Claudia Sheinbaum Pardo se notaba tranquila el miércoles pasado en el Palacio de Minería. La Jefa de Gobierno de la Ciudad de México fue arropada por los principales cuadros de Morena en su “ejercicio de rendición de cuentas” de la mitad de su mandato. El acto complementó una semana en la que su aprobación regresó a los niveles previos a la tragedia de la Línea 12. Y no sólo eso, también se ha consolidado como una de las favoritas para suceder al presidente Andrés Manuel López Obrador.
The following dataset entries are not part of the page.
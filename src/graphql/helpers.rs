use async_graphql::Context;
use uuid::Uuid;

use crate::errors::{AppError, AppResult};
use crate::session::{SessionId, DEFAULT_SESSION};

/// Helper to parse UUID from GraphQL ID string
pub fn parse_id(id: &str) -> AppResult<Uuid> {
    Uuid::parse_str(id).map_err(|_| AppError::ValidationError("Invalid UUID format".to_string()))
}

/// Session the GraphQL request runs in, as attached by the HTTP handler
pub fn session_from_context<'a>(ctx: &'a Context<'_>) -> &'a str {
    ctx.data_opt::<SessionId>()
        .map(SessionId::as_str)
        .unwrap_or(DEFAULT_SESSION)
}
“El triunfo en las urnas de 2018 no fue un simple cambio de administración. Somos parte de un movimiento que se tejió por décadas. Por años, por fraudes, compra de votos o espejismo de un cambio que no llegó, se impuso el modelo económico neoliberal”, dijo la mandataria, una de las fundadoras de Morena, partido al que busca abanderar en la grande.
La mandataria capitalina, vestida con una blusa color guinda, habló menos de una hora en un acto al que acudieron además de los representantes de los poderes de la Ciudad de México, secretarias de Estado, legisladores federales y empresarios. Sheinbaum elogió en varias ocasiones al Presidente y se ubicó a sí misma como una de las herederas de la llamada “Cuarta Transformación”.
“Lo que ocurre en México, bajo el liderazgo de Andrés Manuel López Obrador, es una ruptura pacífica con el viejo régimen. Es posible un cambio sustentado en la economía moral, la austeridad republicana, un modelo de pensamiento fundado en la honradez”, agregó.
Y es que Sheinbaum tenía motivos para mostrarse exultante. En las primeras encuestas rumbo a la sucesión presidencial de 2024, se ha consolidado como la puntera no sólo de Morena sino de todos los aspirantes. El Financiero, por ejemplo, la ubicó con hasta el 50 por ciento de las preferencias rumbo a 2024, cuatro puntos porcentuales por encima de —por ahora— su principal rival, el Canciller Marcelo Ebrard Casaubón (46 por ciento).
Antes, el diario Reforma ya le había dado el 30 por ciento de apoyos, un punto porcentual por debajo de Ebrard Casaubón pero con un margen de error del 4.5 por ciento. Además, por primera vez en muchos meses, Sheinbaum se ubicó con una alta aprobación de sus gobernados en la Ciudad de México.